[Start of section]
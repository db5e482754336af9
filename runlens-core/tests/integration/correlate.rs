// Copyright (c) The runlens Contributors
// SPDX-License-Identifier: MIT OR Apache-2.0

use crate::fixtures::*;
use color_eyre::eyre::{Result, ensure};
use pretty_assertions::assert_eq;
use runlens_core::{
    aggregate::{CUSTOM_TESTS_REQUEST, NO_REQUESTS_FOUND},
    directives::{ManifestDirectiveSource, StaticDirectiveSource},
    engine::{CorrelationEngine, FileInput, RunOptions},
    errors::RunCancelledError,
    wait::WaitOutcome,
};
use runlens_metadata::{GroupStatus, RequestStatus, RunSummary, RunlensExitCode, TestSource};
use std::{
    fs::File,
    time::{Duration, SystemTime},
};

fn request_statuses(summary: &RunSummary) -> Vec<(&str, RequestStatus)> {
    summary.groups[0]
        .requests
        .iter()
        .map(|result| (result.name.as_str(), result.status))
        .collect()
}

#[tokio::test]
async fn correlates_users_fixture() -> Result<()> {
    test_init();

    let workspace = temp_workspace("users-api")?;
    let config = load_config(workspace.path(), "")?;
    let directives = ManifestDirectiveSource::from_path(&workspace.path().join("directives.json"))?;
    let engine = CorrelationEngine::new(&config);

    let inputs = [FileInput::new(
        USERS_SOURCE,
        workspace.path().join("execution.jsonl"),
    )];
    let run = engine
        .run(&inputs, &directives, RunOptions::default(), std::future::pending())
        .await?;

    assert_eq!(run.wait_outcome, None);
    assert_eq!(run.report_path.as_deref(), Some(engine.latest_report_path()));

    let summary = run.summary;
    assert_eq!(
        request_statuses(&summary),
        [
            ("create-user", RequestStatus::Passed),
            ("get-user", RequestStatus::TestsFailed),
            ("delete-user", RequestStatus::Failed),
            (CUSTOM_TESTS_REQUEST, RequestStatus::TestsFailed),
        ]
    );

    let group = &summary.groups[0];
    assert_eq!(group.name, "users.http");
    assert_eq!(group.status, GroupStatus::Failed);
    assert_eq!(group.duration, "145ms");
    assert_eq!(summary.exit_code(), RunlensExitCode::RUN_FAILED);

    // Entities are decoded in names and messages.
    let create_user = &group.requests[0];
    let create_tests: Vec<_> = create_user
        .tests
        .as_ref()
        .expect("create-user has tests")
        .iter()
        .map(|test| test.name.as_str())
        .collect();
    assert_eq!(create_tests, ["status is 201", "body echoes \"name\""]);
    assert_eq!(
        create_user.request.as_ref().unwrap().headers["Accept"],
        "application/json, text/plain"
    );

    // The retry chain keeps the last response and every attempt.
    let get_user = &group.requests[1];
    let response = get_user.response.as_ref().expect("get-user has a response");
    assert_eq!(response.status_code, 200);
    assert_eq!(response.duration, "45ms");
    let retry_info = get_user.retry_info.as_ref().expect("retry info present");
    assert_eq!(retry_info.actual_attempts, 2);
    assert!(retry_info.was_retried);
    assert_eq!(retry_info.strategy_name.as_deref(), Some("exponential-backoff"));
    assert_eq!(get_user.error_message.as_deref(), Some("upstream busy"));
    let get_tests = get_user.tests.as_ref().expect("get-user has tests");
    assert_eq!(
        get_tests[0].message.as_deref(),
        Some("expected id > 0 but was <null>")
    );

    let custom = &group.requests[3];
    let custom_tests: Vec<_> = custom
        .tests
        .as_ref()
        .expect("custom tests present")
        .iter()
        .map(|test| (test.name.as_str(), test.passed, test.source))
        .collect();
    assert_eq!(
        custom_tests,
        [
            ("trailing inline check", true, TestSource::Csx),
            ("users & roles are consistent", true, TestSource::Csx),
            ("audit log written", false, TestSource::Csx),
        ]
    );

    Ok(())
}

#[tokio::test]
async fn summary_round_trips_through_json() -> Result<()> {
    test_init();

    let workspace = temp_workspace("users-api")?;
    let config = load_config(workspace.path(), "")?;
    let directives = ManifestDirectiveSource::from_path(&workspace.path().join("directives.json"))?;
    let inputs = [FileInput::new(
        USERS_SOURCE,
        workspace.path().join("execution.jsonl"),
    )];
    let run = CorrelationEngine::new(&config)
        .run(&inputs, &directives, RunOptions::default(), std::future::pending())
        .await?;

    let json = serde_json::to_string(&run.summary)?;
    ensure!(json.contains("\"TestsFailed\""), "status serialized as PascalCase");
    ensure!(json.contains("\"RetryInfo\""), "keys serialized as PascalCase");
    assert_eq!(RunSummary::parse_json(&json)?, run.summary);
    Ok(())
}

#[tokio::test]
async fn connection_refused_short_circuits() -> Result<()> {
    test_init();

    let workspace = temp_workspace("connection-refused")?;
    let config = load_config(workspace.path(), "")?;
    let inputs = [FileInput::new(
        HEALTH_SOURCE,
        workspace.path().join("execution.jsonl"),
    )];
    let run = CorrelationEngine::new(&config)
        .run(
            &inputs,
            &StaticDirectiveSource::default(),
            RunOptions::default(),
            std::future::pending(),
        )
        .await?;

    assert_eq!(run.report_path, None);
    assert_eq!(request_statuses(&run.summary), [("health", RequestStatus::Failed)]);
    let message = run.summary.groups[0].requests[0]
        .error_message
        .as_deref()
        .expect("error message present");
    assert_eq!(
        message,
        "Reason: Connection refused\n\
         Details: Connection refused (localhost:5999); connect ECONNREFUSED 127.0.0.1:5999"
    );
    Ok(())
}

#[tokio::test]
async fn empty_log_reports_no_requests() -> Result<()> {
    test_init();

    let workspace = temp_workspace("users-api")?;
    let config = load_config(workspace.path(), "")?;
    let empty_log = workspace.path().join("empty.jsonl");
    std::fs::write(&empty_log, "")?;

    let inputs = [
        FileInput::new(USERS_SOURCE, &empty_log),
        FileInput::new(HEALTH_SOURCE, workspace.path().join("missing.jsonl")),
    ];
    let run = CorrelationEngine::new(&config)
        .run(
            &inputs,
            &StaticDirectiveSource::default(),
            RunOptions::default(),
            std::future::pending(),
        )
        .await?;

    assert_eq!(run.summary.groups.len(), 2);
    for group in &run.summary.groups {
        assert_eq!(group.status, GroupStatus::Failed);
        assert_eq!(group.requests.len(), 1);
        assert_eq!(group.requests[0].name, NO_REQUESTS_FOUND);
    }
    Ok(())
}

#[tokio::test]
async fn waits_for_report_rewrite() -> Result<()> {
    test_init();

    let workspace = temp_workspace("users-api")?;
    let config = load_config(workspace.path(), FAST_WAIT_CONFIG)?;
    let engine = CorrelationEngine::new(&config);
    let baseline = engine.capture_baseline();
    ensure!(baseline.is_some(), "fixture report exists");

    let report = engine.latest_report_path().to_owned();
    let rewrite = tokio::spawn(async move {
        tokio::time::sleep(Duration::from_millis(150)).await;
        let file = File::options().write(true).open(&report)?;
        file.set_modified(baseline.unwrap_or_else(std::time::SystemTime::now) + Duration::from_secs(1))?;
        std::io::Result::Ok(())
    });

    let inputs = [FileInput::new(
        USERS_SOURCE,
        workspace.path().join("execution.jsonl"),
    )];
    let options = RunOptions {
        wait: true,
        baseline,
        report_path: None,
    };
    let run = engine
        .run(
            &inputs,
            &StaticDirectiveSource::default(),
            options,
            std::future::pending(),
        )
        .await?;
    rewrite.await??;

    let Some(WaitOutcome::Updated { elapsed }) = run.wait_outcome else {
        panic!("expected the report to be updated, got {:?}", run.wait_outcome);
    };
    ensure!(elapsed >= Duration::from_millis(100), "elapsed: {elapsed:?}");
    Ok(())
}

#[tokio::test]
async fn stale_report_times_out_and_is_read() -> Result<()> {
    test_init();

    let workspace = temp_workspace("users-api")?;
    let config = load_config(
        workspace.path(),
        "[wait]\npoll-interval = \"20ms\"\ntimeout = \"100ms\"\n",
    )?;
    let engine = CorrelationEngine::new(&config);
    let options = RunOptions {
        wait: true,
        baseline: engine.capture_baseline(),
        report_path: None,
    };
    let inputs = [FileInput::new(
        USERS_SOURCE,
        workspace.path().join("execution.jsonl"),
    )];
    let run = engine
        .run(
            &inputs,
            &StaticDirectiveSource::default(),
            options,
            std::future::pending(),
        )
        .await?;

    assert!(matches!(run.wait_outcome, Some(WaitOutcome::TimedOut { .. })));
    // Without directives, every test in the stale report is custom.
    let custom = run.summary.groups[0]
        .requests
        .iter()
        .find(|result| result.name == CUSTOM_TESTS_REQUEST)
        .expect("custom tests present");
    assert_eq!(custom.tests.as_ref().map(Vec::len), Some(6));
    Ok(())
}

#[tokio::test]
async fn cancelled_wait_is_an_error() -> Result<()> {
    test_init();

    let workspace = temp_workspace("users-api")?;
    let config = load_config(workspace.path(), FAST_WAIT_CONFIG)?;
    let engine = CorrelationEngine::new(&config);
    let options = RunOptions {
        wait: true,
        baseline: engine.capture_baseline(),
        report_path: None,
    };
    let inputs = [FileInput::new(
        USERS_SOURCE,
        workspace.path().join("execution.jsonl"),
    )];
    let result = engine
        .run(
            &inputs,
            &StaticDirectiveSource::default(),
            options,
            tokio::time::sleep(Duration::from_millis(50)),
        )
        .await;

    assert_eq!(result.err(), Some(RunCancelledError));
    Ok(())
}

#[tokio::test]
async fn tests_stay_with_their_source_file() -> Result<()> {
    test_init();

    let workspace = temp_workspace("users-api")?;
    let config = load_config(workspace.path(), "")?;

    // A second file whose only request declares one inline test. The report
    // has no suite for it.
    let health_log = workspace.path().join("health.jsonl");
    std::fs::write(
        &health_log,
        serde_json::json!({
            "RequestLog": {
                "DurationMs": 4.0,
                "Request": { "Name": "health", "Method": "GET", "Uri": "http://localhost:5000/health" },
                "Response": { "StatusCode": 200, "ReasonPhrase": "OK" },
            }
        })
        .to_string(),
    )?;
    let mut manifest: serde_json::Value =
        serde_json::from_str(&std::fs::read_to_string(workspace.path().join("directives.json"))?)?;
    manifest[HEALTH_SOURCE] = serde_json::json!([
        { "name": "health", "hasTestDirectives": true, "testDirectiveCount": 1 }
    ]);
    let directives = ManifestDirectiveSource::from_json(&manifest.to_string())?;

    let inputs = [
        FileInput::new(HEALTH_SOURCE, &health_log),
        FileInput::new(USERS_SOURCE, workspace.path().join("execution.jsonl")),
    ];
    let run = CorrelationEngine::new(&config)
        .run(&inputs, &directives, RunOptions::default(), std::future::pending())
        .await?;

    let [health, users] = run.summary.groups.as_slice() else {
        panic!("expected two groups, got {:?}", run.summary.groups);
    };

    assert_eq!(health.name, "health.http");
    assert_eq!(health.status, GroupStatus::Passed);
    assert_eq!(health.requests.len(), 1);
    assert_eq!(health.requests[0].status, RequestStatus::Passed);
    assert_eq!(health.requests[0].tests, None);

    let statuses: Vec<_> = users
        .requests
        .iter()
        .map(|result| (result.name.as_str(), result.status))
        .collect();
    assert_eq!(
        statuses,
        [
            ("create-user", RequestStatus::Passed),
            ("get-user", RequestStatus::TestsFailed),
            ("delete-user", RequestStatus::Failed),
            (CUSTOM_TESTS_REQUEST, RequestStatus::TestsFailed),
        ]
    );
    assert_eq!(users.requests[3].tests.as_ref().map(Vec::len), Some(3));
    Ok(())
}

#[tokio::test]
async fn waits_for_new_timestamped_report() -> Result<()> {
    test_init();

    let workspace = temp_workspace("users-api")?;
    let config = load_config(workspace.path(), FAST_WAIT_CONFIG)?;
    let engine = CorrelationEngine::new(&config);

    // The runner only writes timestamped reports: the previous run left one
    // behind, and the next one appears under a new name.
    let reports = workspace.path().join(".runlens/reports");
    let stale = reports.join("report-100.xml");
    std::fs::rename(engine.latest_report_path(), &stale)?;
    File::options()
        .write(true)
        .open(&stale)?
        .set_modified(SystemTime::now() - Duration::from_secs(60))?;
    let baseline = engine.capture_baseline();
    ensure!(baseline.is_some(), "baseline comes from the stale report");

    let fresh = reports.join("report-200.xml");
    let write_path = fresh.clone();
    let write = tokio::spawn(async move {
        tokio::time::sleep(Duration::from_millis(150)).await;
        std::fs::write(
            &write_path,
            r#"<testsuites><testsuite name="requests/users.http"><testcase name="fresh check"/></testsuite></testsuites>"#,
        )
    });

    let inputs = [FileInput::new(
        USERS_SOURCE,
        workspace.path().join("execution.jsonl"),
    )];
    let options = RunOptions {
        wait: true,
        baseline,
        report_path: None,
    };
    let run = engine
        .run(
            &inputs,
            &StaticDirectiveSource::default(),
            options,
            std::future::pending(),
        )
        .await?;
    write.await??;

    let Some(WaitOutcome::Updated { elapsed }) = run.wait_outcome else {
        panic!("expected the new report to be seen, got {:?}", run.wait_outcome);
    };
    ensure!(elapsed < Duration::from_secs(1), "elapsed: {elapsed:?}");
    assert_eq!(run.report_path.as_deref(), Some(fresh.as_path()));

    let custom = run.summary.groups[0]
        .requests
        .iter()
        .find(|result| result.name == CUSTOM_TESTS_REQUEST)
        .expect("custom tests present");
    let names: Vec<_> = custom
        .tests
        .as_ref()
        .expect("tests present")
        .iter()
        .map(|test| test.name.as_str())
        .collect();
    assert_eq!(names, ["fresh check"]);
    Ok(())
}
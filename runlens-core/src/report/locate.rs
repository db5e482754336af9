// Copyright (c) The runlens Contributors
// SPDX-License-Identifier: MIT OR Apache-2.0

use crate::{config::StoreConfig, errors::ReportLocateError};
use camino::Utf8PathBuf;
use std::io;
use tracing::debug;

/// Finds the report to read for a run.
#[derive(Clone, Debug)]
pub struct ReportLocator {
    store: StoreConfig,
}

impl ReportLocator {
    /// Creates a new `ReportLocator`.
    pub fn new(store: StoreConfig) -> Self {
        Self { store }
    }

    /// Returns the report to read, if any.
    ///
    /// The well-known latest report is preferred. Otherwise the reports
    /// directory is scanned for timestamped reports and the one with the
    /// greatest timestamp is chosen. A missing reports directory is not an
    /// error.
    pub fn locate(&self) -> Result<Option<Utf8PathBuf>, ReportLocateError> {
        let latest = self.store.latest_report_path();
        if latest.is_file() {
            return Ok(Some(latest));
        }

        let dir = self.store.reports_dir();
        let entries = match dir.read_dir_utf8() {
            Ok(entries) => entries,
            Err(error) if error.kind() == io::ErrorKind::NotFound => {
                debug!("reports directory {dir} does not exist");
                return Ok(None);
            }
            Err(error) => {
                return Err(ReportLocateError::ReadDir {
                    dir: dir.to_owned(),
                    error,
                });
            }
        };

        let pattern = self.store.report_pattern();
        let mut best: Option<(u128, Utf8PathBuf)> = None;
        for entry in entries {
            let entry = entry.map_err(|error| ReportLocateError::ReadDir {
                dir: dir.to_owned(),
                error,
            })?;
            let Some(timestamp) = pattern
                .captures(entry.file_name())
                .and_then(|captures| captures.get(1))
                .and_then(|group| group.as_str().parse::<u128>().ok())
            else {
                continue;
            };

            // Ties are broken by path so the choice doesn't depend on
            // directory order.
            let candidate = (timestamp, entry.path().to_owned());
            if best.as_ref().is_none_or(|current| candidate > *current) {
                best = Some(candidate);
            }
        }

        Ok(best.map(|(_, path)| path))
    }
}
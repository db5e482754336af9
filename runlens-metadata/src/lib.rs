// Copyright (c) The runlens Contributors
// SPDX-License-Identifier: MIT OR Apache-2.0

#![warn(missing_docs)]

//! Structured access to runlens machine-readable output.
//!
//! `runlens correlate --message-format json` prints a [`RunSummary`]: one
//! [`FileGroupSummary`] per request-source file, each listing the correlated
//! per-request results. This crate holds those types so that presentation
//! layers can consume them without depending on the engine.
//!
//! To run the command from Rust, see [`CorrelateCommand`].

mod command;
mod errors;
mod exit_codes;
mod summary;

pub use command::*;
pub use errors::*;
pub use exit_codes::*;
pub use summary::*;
[End of section]
> What you have to do
Find the line with "std::io::Result::Ok(())" in the material above. Reproduce it and each line after it up to and including the line with "rewrite.await??;".

> Solution for this problem
        std::io::Result::Ok(())
    });

    let inputs = [FileInput::new(
        USERS_SOURCE,
        workspace.path().join("execution.jsonl"),
    )];
    let options = RunOptions {
        wait: true,
        baseline,
        report_path: None,
    };
    let run = engine
        .run(
            &inputs,
            &StaticDirectiveSource::default(),
            options,
            std::future::pending(),
        )
        .await?;
    rewrite.await??;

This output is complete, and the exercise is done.